• _Saved entries_
◆ ◆ ◆ ◆
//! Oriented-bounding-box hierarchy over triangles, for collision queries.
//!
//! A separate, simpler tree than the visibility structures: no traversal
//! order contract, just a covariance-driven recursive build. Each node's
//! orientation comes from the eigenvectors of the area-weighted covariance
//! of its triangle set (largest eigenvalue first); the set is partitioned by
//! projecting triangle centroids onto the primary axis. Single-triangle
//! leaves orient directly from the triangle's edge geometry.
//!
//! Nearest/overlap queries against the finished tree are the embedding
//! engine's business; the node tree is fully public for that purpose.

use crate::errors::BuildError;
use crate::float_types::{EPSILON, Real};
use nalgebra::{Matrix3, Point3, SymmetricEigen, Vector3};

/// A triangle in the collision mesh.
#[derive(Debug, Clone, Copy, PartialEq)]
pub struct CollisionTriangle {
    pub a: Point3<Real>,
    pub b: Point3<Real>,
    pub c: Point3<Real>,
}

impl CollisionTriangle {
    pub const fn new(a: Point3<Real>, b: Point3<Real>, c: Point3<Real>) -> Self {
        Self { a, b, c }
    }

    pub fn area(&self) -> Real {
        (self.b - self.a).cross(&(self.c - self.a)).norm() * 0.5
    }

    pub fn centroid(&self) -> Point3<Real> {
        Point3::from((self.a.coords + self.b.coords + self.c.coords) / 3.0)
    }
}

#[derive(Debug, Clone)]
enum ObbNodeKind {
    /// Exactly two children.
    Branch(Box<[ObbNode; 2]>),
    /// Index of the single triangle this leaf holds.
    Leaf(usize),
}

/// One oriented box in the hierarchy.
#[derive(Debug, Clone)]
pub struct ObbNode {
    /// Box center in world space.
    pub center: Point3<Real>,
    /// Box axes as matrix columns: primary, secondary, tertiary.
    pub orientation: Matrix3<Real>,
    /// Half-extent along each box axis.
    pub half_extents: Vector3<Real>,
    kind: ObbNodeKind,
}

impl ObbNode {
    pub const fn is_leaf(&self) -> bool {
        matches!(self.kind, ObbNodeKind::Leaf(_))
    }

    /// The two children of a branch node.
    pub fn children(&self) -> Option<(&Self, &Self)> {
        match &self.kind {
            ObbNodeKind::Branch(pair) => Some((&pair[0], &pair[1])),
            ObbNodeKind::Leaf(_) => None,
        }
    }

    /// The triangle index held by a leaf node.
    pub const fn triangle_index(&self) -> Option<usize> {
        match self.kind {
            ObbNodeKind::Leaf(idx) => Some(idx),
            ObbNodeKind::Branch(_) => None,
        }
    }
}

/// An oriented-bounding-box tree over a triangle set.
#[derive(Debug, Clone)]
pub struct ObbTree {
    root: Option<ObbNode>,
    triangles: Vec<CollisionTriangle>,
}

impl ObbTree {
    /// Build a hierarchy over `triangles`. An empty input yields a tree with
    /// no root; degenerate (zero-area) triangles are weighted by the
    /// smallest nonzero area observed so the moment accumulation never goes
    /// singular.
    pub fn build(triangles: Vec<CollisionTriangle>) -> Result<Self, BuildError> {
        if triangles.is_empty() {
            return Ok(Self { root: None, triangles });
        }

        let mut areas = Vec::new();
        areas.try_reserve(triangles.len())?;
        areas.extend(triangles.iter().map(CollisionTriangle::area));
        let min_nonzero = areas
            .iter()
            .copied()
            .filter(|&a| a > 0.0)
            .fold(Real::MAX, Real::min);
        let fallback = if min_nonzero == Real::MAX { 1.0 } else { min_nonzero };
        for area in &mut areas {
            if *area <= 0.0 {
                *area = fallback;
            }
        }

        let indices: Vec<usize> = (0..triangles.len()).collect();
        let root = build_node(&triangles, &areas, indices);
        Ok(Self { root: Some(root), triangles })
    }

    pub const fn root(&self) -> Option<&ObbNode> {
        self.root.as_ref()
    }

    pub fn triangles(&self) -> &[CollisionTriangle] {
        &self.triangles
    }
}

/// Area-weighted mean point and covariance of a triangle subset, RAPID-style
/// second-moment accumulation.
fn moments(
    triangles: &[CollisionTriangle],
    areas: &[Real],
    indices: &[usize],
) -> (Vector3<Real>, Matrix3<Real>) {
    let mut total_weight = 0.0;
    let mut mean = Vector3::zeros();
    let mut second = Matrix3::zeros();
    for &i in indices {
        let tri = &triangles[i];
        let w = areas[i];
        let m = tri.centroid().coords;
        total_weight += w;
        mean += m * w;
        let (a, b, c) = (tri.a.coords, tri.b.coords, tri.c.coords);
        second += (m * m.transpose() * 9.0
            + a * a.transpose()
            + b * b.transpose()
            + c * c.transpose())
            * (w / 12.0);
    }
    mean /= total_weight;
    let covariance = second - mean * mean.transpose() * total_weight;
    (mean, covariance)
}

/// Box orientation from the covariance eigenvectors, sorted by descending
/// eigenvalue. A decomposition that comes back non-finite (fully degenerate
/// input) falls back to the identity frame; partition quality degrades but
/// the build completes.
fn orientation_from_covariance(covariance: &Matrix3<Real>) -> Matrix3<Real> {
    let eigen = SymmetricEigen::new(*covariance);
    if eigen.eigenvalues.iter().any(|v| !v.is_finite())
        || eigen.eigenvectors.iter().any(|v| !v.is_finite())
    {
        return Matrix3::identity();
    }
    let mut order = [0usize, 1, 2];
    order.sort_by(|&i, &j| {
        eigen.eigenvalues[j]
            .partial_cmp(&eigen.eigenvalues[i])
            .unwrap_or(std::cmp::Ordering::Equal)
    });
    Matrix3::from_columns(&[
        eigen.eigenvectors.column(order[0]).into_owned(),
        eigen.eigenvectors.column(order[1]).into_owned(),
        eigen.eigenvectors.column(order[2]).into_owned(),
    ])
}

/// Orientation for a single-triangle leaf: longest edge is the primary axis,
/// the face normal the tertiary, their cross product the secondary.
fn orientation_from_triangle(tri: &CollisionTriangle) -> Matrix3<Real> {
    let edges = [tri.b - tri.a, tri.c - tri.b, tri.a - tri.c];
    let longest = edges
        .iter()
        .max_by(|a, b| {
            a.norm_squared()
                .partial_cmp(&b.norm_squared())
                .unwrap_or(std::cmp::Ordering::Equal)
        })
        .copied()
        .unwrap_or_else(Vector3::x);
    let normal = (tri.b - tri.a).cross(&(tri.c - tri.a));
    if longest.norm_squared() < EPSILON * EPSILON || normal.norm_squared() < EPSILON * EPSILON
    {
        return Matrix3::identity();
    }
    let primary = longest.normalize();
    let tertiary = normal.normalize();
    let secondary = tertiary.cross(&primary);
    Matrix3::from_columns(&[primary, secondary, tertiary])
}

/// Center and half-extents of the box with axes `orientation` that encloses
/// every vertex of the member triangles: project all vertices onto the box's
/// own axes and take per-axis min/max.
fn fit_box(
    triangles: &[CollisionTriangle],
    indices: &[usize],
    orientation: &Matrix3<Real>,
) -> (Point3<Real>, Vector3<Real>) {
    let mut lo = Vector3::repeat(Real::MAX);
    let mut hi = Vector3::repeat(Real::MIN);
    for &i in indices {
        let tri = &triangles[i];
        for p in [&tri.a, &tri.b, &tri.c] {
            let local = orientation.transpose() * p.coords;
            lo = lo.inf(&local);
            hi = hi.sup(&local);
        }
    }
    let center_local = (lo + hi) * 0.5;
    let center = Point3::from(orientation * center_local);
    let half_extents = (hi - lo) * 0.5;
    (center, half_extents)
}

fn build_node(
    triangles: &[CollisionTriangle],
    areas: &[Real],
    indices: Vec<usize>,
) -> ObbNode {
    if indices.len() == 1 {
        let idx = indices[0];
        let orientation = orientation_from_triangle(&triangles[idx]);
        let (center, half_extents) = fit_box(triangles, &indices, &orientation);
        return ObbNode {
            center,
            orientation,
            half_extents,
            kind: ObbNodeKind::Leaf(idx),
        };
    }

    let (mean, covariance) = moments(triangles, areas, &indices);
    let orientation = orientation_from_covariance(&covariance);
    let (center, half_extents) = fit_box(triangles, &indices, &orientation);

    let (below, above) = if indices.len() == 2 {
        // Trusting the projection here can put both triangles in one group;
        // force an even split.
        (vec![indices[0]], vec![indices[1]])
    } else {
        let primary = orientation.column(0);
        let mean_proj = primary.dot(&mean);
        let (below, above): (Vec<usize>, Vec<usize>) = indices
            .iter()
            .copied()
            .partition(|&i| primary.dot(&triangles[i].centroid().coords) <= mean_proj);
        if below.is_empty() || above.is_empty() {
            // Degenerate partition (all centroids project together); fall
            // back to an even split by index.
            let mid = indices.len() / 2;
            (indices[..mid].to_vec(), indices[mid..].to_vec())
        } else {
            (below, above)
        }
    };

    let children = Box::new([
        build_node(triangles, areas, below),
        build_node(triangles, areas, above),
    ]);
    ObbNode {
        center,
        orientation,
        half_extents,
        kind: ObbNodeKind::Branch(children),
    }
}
◆ ◆ ◆ ◆
• _Work instructions_
Every line above that contains the word "Some" should be reported.

• _Result of the exercise_
            ObbNodeKind::Branch(pair) => Some((&pair[0], &pair[1])),
            ObbNodeKind::Leaf(idx) => Some(idx),
        Ok(Self { root: Some(root), triangles })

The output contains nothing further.